A new study released today by the Institute on Taxation and Economic Policy (ITEP) and Better Wyoming finds that the lowest-income Wyomingites pay an effective tax rate more than three times higher than the state’s richest residents.
Wyoming’s tax rate gap between the working poor and the ultra-rich is one of the worst in the nation.
The study, Who Pays? A Distributional Analysis of the Tax Systems in All 50 States, analyzes tax systems in all 50 states. The analysis evaluates all major state and local taxes, including personal and corporate income taxes, property taxes, sales taxes, and other excise taxes.
“The ultra-rich earn millions and millions of dollars each year from ‘non-labor’ income, while paying a fraction of the tax rates the rest of us do.”
Wyoming does not have a personal or corporate income tax, and it lacks many of the taxes that typically affect the very rich in other states. This has prompted billionaires and multimillionaires to flock here in search of a “tax haven.” According to the report, the average income of the richest One Percent of Wyoming “residents” is more than $2 million per year.
Wyoming relies mainly on revenue from mineral taxes to fund its public services and infrastructure. This new study shows that working- and middle-class Wyomingites pick up a disproportionately large share of the remaining tab, while the richest among us get a relatively free ride.
“Wyoming is proud to be a hard-working state. Yet here you have the ultra-rich earning millions and millions of dollars each year from stocks, investments, estates, inheritance, and other forms of ‘non-labor’ income, while paying a fraction of the tax rates the rest of us do,” Better Wyoming Director Nate Martin said. “It’s surprising to me that this isn’t more upsetting to people here, but it’s probably just because they don’t realize that this huge gap exists.”
Sales tax vs. income tax
Wyoming’s tax system is considered “regressive” because the lower a person’s income, the higher the effective tax rate they pay. This is a result of Wyoming’s heavy reliance on sales tax and its lack of an income tax.

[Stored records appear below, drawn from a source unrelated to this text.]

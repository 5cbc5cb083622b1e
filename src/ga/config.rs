//! Operator parameters.
//!
//! Each operator takes a small parameter object with a `Default`, builder
//! methods, and a `validate` that checks every precondition against the
//! shape of the population it will run on.
//!
//! # Builder Pattern
//!
//! ```
//! use u_genops::ga::{MutationConfig, SelectionConfig};
//!
//! let mutation = MutationConfig::default()
//!     .with_probability(1.0 / 256.0)
//!     .with_elitism(3);
//!
//! let selection = SelectionConfig::default()
//!     .with_tournament_size(3)
//!     .with_survivors(50)
//!     .with_elitism(2);
//! ```

use crate::error::{GenopsError, Result};

/// Parameters for bit-flip mutation.
#[derive(Debug, Clone, PartialEq)]
#[cfg_attr(feature = "serde", derive(serde::Serialize, serde::Deserialize))]
pub struct MutationConfig {
    /// Independent per-gene flip probability `Pm` in `[0, 1]`.
    pub probability: f64,

    /// Number of leading rows excluded from mutation.
    pub elitism: usize,
}

impl Default for MutationConfig {
    fn default() -> Self {
        Self {
            probability: 0.01,
            elitism: 0,
        }
    }
}

impl MutationConfig {
    /// Sets the per-gene flip probability.
    ///
    /// Not clamped: out-of-range values are reported by [`validate`](Self::validate).
    pub fn with_probability(mut self, pm: f64) -> Self {
        self.probability = pm;
        self
    }

    /// Sets the number of elite rows.
    pub fn with_elitism(mut self, rows: usize) -> Self {
        self.elitism = rows;
        self
    }

    /// Checks the parameters against a population of `n_individuals` rows.
    pub fn validate(&self, n_individuals: usize) -> Result<()> {
        if !(0.0..=1.0).contains(&self.probability) {
            return Err(GenopsError::invalid(format!(
                "mutation probability {} outside [0, 1]",
                self.probability
            )));
        }
        if self.elitism > n_individuals {
            return Err(GenopsError::invalid(format!(
                "elitism {} exceeds population size {n_individuals}",
                self.elitism
            )));
        }
        Ok(())
    }
}

/// Parameters for N-point crossover.
#[derive(Debug, Clone, PartialEq, Eq)]
#[cfg_attr(feature = "serde", derive(serde::Serialize, serde::Deserialize))]
pub struct CrossoverConfig {
    /// Number of crossover points `N` in `[1, n_genes]`.
    pub points: usize,

    /// Number of children to produce.
    pub offspring: usize,
}

impl Default for CrossoverConfig {
    fn default() -> Self {
        Self {
            points: 2,
            offspring: 0,
        }
    }
}

impl CrossoverConfig {
    /// Sets the number of crossover points.
    pub fn with_points(mut self, n: usize) -> Self {
        self.points = n;
        self
    }

    /// Sets the number of children.
    pub fn with_offspring(mut self, n: usize) -> Self {
        self.offspring = n;
        self
    }

    /// Checks the parameters against an `n_individuals × n_genes` parent pool.
    pub fn validate(&self, n_individuals: usize, n_genes: usize) -> Result<()> {
        if self.points < 1 || self.points > n_genes {
            return Err(GenopsError::invalid(format!(
                "crossover point count out of range: {} not in [1, {n_genes}]",
                self.points
            )));
        }
        if n_individuals < 2 {
            return Err(GenopsError::invalid(format!(
                "crossover needs at least 2 parents, got {n_individuals}"
            )));
        }
        Ok(())
    }
}

/// Parameters for k-tournament selection.
#[derive(Debug, Clone, PartialEq, Eq)]
#[cfg_attr(feature = "serde", derive(serde::Serialize, serde::Deserialize))]
pub struct SelectionConfig {
    /// Contenders per tournament (`k`).
    ///
    /// - k=2: light pressure
    /// - k=3-5: moderate pressure
    /// - k = eligible rows: always picks the fittest eligible row
    pub tournament_size: usize,

    /// Number of tournaments to run, one survivor each.
    pub survivors: usize,

    /// Number of leading rows that never enter a tournament.
    pub elitism: usize,
}

impl Default for SelectionConfig {
    fn default() -> Self {
        Self {
            tournament_size: 3,
            survivors: 0,
            elitism: 0,
        }
    }
}

impl SelectionConfig {
    /// Sets the tournament size.
    pub fn with_tournament_size(mut self, k: usize) -> Self {
        self.tournament_size = k;
        self
    }

    /// Sets the number of survivors.
    pub fn with_survivors(mut self, n: usize) -> Self {
        self.survivors = n;
        self
    }

    /// Sets the number of elite rows.
    pub fn with_elitism(mut self, rows: usize) -> Self {
        self.elitism = rows;
        self
    }

    /// Checks the parameters against a population of `n_individuals` rows.
    pub fn validate(&self, n_individuals: usize) -> Result<()> {
        if self.elitism > n_individuals {
            return Err(GenopsError::invalid(format!(
                "elitism {} exceeds population size {n_individuals}",
                self.elitism
            )));
        }
        let eligible = n_individuals - self.elitism;
        if self.tournament_size < 1 || self.tournament_size > eligible {
            return Err(GenopsError::invalid(format!(
                "tournament size {} not in [1, {eligible}] (non-elite rows)",
                self.tournament_size
            )));
        }
        Ok(())
    }
}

Here’s why sales tax is regressive: Working people tend to spend close to 100 percent of their paychecks. This means that almost all of what they earn is taxed—aside from what they spend on tax-free expenses like rent and food, and perhaps a little they can put in savings.
Low-income people in Wyoming are paying 9.6 percent of what they earn in taxes, while the richest pay just 2.6 percent.
On the other hand, people with very high incomes can sock most of their income away in savings, investments, and other places that will shield what they earn from taxation.
Wyoming’s lack of an income tax makes this problem more acute. Income taxes tend to be “progressive”—meaning that the more a person earns, the greater the rate they pay—which helps shrink the tax rate gap between rich and poor in other states.
As the Who Pays? study shows, broad-based graduated personal income taxes are the most equitable way to raise revenue. Wyoming is a striking example of what happens without such a tax: low-income people here are paying 9.6 percent of what they earn in taxes, while the richest One Percent pay just 2.6 percent.
Regressive taxes encourage wealth inequality
Wyoming faces an ongoing budget crisis as the result of its dependence on boom-bust mineral taxes, which are currently in a major slump. In response, the Legislature has made dramatic cuts to essential public services and infrastructure, including cuts of more than $100 million to statewide public education over the past three years. Talk of new taxes has gone nowhere among lawmakers, even after the Legislature learned that economic diversification without tax reform would cripple the state.
Meanwhile, wages in Wyoming are roughly the same as they were a decade ago, while overall wealth continues to accumulate among the richest Wyomingites. Because the state’s regressive tax structure relies on working people for revenues, it will produce smaller and smaller returns as income inequality becomes worse. Wyoming can only squeeze its working and middle classes so much.
“Rising income inequality is unconscionable, and it is certainly a problem that local, state and federal lawmakers should address,” said Meg Wiehe, deputy director of ITEP and an author of the Who Pays? study. “Regressive state tax systems didn’t cause the growing income divide, but they certainly exacerbate the problem. State lawmakers have control over how their tax systems are structured. They can and should enact more equitable tax policies that raise adequate revenue in a fair, sustainable way.”